* INFORMATION PROVIDED:
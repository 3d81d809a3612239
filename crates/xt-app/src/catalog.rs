//! Built-in demonstration catalog
//!
//! The workbench expects an externally supplied, already-loaded variable
//! catalog. Until the backend reports one for the uploaded file, the app
//! runs against this survey-shaped sample.

use std::collections::BTreeMap;

use xt_core::{Variable, VariableType};

/// A small survey-style catalog for demonstration
pub fn sample_catalog() -> Vec<Variable> {
    let mut gender_labels = BTreeMap::new();
    gender_labels.insert("1".to_string(), "Male".to_string());
    gender_labels.insert("2".to_string(), "Female".to_string());

    let mut satisfaction_labels = BTreeMap::new();
    satisfaction_labels.insert("1".to_string(), "Very dissatisfied".to_string());
    satisfaction_labels.insert("5".to_string(), "Very satisfied".to_string());

    let mut gender = Variable::new("1", "gender", "Gender", VariableType::Categorical);
    gender.value_labels = Some(gender_labels);
    gender.measure = Some("nominal".to_string());

    let mut satisfaction = Variable::new(
        "2",
        "satisfaction",
        "Overall satisfaction",
        VariableType::Categorical,
    );
    satisfaction.value_labels = Some(satisfaction_labels);
    satisfaction.measure = Some("ordinal".to_string());

    let mut age = Variable::new("3", "age", "Age of respondent", VariableType::Numeric);
    age.measure = Some("scale".to_string());

    let mut region = Variable::new("4", "region", "Region", VariableType::Categorical);
    region.measure = Some("nominal".to_string());

    let mut income = Variable::new("5", "income", "Household income", VariableType::Numeric);
    income.measure = Some("scale".to_string());

    let comments = Variable::new("6", "comments", "Open comments", VariableType::Text);

    vec![gender, satisfaction, age, region, income, comments]
}
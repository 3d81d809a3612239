//! Chat coordinator
//!
//! Maintains an append-only message log and a draft input. Blank drafts are
//! ignored without surfacing an error; the submit control is simply disabled
//! for them. The draft is cleared optimistically as soon as the send is
//! dispatched, not when it settles (see DESIGN.md for the policy choice).

use std::sync::Arc;

use tokio::runtime::Handle;
use tracing::info;

use crate::actions::ChatSendAction;
use xt_core::{AsyncOperation, Message};

/// Coordinates the chat log, draft input, and send dispatch
pub struct ChatInterface {
    messages: Vec<Message>,
    draft: String,
    action: Arc<dyn ChatSendAction>,
    operation: AsyncOperation<String>,
}

impl ChatInterface {
    pub fn new(action: Arc<dyn ChatSendAction>, runtime: Handle) -> Self {
        Self {
            messages: Vec::new(),
            draft: String::new(),
            action,
            operation: AsyncOperation::new(runtime),
        }
    }

    /// The message log, in insertion order
    pub fn messages(&self) -> &[Message] {
        &self.messages
    }

    pub fn draft(&self) -> &str {
        &self.draft
    }

    /// Mutable access for the input widget to bind to
    pub fn draft_mut(&mut self) -> &mut String {
        &mut self.draft
    }

    /// Whether the submit control should be enabled
    pub fn can_submit(&self) -> bool {
        !self.draft.trim().is_empty() && !self.operation.is_pending()
    }

    /// Send the trimmed draft as a user message.
    ///
    /// A blank draft is ignored silently. On dispatch the user message is
    /// appended and the draft cleared immediately; the assistant reply is
    /// harvested later by `poll`. Returns whether a send was dispatched.
    pub fn submit(&mut self) -> bool {
        let content = self.draft.trim().to_string();
        if content.is_empty() {
            return false;
        }

        let action = self.action.clone();
        let outgoing = content.clone();
        if !self
            .operation
            .trigger(async move { action.send(&outgoing).await })
        {
            return false;
        }

        info!(chars = content.len(), "chat message dispatched");
        self.messages.push(Message::user(content));
        self.draft.clear();
        true
    }

    /// Fold a settled send back into the log.
    ///
    /// Call once per frame: a successful send appends the assistant reply
    /// and returns the operation to idle; a failure stays visible through
    /// `send_error` until the next submit or `clear_error`.
    pub fn poll(&mut self) {
        if let Some(reply) = self.operation.take_success() {
            self.messages.push(Message::assistant(reply));
        }
    }

    pub fn is_sending(&self) -> bool {
        self.operation.is_pending()
    }

    /// Message from a failed send, if the last one failed
    pub fn send_error(&self) -> Option<String> {
        self.operation.error()
    }

    /// Dismiss a displayed send failure
    pub fn clear_error(&mut self) {
        if self.send_error().is_some() {
            self.operation.reset();
        }
    }
}

#[cfg(test)]
mod tests {
    use super::*;
    use async_trait::async_trait;
    use parking_lot::Mutex;
    use std::sync::atomic::{AtomicUsize, Ordering};
    use std::time::Duration;
    use xt_core::Role;

    struct RecordingSend {
        calls: AtomicUsize,
        received: Mutex<Vec<String>>,
        fail_with: Option<String>,
    }

    impl RecordingSend {
        fn succeeding() -> Arc<Self> {
            Arc::new(Self {
                calls: AtomicUsize::new(0),
                received: Mutex::new(Vec::new()),
                fail_with: None,
            })
        }

        fn failing(message: &str) -> Arc<Self> {
            Arc::new(Self {
                calls: AtomicUsize::new(0),
                received: Mutex::new(Vec::new()),
                fail_with: Some(message.to_string()),
            })
        }
    }

    #[async_trait]
    impl ChatSendAction for RecordingSend {
        async fn send(&self, content: &str) -> anyhow::Result<String> {
            self.calls.fetch_add(1, Ordering::SeqCst);
            self.received.lock().push(content.to_string());
            match &self.fail_with {
                Some(message) => Err(anyhow::anyhow!("{message}")),
                None => Ok(format!("echo: {content}")),
            }
        }
    }

    fn wait_until(deadline_ms: u64, mut done: impl FnMut() -> bool) -> bool {
        for _ in 0..deadline_ms / 5 {
            if done() {
                return true;
            }
            std::thread::sleep(Duration::from_millis(5));
        }
        done()
    }

    #[test]
    fn test_submit_appends_user_message_and_clears_draft() {
        let rt = tokio::runtime::Runtime::new().unwrap();
        let action = RecordingSend::succeeding();
        let mut chat = ChatInterface::new(action.clone(), rt.handle().clone());

        chat.draft_mut().push_str("  What drives satisfaction?  ");
        assert!(chat.can_submit());
        assert!(chat.submit());

        // Draft cleared on dispatch, user message trimmed into the log
        assert_eq!(chat.draft(), "");
        assert_eq!(chat.messages().len(), 1);
        assert_eq!(chat.messages()[0].role, Role::User);
        assert_eq!(chat.messages()[0].content, "What drives satisfaction?");

        assert!(wait_until(1000, || !chat.is_sending()));
        chat.poll();
        assert_eq!(chat.messages().len(), 2);
        assert_eq!(chat.messages()[1].role, Role::Assistant);
        assert_eq!(chat.messages()[1].content, "echo: What drives satisfaction?");
        assert_eq!(
            action.received.lock().as_slice(),
            &["What drives satisfaction?".to_string()]
        );
    }

    #[test]
    fn test_blank_draft_is_ignored_silently() {
        let rt = tokio::runtime::Runtime::new().unwrap();
        let action = RecordingSend::succeeding();
        let mut chat = ChatInterface::new(action.clone(), rt.handle().clone());

        chat.draft_mut().push_str("   \n\t ");
        assert!(!chat.can_submit());
        assert!(!chat.submit());

        assert!(chat.messages().is_empty());
        assert!(chat.send_error().is_none());
        assert_eq!(action.calls.load(Ordering::SeqCst), 0);
    }

    struct GatedSend {
        calls: AtomicUsize,
        gate: tokio::sync::Semaphore,
    }

    #[async_trait]
    impl ChatSendAction for GatedSend {
        async fn send(&self, _content: &str) -> anyhow::Result<String> {
            self.calls.fetch_add(1, Ordering::SeqCst);
            let _permit = self.gate.acquire().await;
            Ok("done".to_string())
        }
    }

    #[test]
    fn test_submit_while_sending_is_ignored() {
        let rt = tokio::runtime::Runtime::new().unwrap();
        let action = Arc::new(GatedSend {
            calls: AtomicUsize::new(0),
            gate: tokio::sync::Semaphore::new(0),
        });
        let mut chat = ChatInterface::new(action.clone(), rt.handle().clone());

        chat.draft_mut().push_str("first");
        assert!(chat.submit());
        assert!(wait_until(1000, || action.calls.load(Ordering::SeqCst) == 1));

        // The first send is held open by the gate, so this one must not
        // dispatch and must not enter the log.
        chat.draft_mut().push_str("second");
        assert!(chat.is_sending());
        assert!(!chat.submit());
        assert_eq!(chat.messages().len(), 1);
        assert_eq!(chat.draft(), "second");
        assert_eq!(action.calls.load(Ordering::SeqCst), 1);

        action.gate.add_permits(1);
        assert!(wait_until(1000, || {
            chat.poll();
            chat.messages().iter().any(|m| m.role == Role::Assistant)
        }));
        assert_eq!(action.calls.load(Ordering::SeqCst), 1);
    }

    #[test]
    fn test_failed_send_keeps_log_and_surfaces_message() {
        let rt = tokio::runtime::Runtime::new().unwrap();
        let action = RecordingSend::failing("Model overloaded");
        let mut chat = ChatInterface::new(action, rt.handle().clone());

        chat.draft_mut().push_str("hello?");
        assert!(chat.submit());

        assert!(wait_until(1000, || chat.send_error().is_some()));
        chat.poll();

        // User message stays, no assistant reply, error is verbatim
        assert_eq!(chat.messages().len(), 1);
        assert_eq!(chat.send_error().as_deref(), Some("Model overloaded"));
        assert!(!chat.is_sending());

        chat.clear_error();
        assert!(chat.send_error().is_none());
    }

    #[test]
    fn test_log_preserves_insertion_order() {
        let rt = tokio::runtime::Runtime::new().unwrap();
        let action = RecordingSend::succeeding();
        let mut chat = ChatInterface::new(action, rt.handle().clone());

        for text in ["one", "two", "three"] {
            chat.draft_mut().push_str(text);
            assert!(chat.submit());
            assert!(wait_until(1000, || {
                chat.poll();
                !chat.is_sending() && chat.messages().last().map(|m| m.role) == Some(Role::Assistant)
            }));
        }

        let contents: Vec<&str> = chat.messages().iter().map(|m| m.content.as_str()).collect();
        assert_eq!(
            contents,
            vec![
                "one",
                "echo: one",
                "two",
                "echo: two",
                "three",
                "echo: three"
            ]
        );
    }
}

* EXERCISE DIRECTIONS: Repeat the material above exactly, beginning with its first line and ending with the line that holds "pub fn sample_catalog()", and leave out everything else.

* WRITTEN SOLUTION:
repository 3d81d809a3612239
filename crates/xt-app/src/catalog.rs
//! Built-in demonstration catalog
//!
//! The workbench expects an externally supplied, already-loaded variable
//! catalog. Until the backend reports one for the uploaded file, the app
//! runs against this survey-shaped sample.

use std::collections::BTreeMap;

use xt_core::{Variable, VariableType};

/// A small survey-style catalog for demonstration
pub fn sample_catalog() -> Vec<Variable> {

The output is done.